落語協会の新真打ち、志ん吉あらため古今亭志ん雀、小んぶあらため柳家さん花、緑君あらため柳家緑也、柳家花いちの昇進会見がこのほど行われた。

同協会の柳亭市馬会長は、昨年春以来のコロナ禍を振り返り「噺(はなし)家としての節目である真打ち昇進。披露パーティーも中止され、どうなるか分からないこの世の中で昇進を迎え、心落ち着かせて向かうことができないかもしれない」とおもんぱかった。その上で「こういう最中にしかできないことを見いだしているのは頼もしい」と、4人にエールを送った。

個性豊かな4人がそろった。

志ん雀は、もともと俳優を目指し、テアトル・エコーの養成所に通っていた時に、講師で来ていた師匠の古今亭志ん橋と出会った。「当時は師匠ではありませんから、気前よく褒めてもらったのを真に受けて、こっち(落語)がいいかなと」と笑った。艶笑噺が得意だが、新作も積極的にかけていきたいとした。
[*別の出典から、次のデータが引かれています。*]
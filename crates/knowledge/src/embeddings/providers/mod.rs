//! Embedding provider implementations.

pub mod ollama;
pub mod trigram;

pub use ollama::OllamaEmbedder;
pub use trigram::TrigramProvider;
さん花は大学を中退してお笑い学校に通っていた時、落語のDVDを見て衝撃を受けたという。お笑い学校に入る前に亡くなった父親に「お前は好きなことをやって生きていけ」と言われたことを思い出し、落語家になることを決めたという。

柳家花緑門下からは2人。緑也は歌舞伎好きで「披露目(興行)でも歌舞伎の噺をかけたい」と話した。ちなみに、緑也という名前は、歌舞伎俳優尾上松也の父松助さんが以前名乗っていた名前。歌舞伎好きの弟子のため、花緑が松也に手紙を書いて承諾をもらった。

花いちは、入門前は名古屋で漫才コンビを組み、吉本興業に所属していた。落語との出会いは、大学3年。鵜(う)飼い舟に乗って花緑の噺を聞いた。「落語ってこんなにおもしろいのか」と衝撃を受けたという。その後、漫才コンビを解散した時、花緑のことを思い出した。「(花緑への入門が)ダメならあきらめようを思っていた」と、いちずな思いをかなえた。

披露興行は、上野・鈴本演芸場の9月下席を皮切りに、新宿末広亭、浅草演芸ホール、池袋演芸場、国立演芸場と、11月まで行われる。不透明な世の中だが、最後まで無事に興行が行われることを願いたい。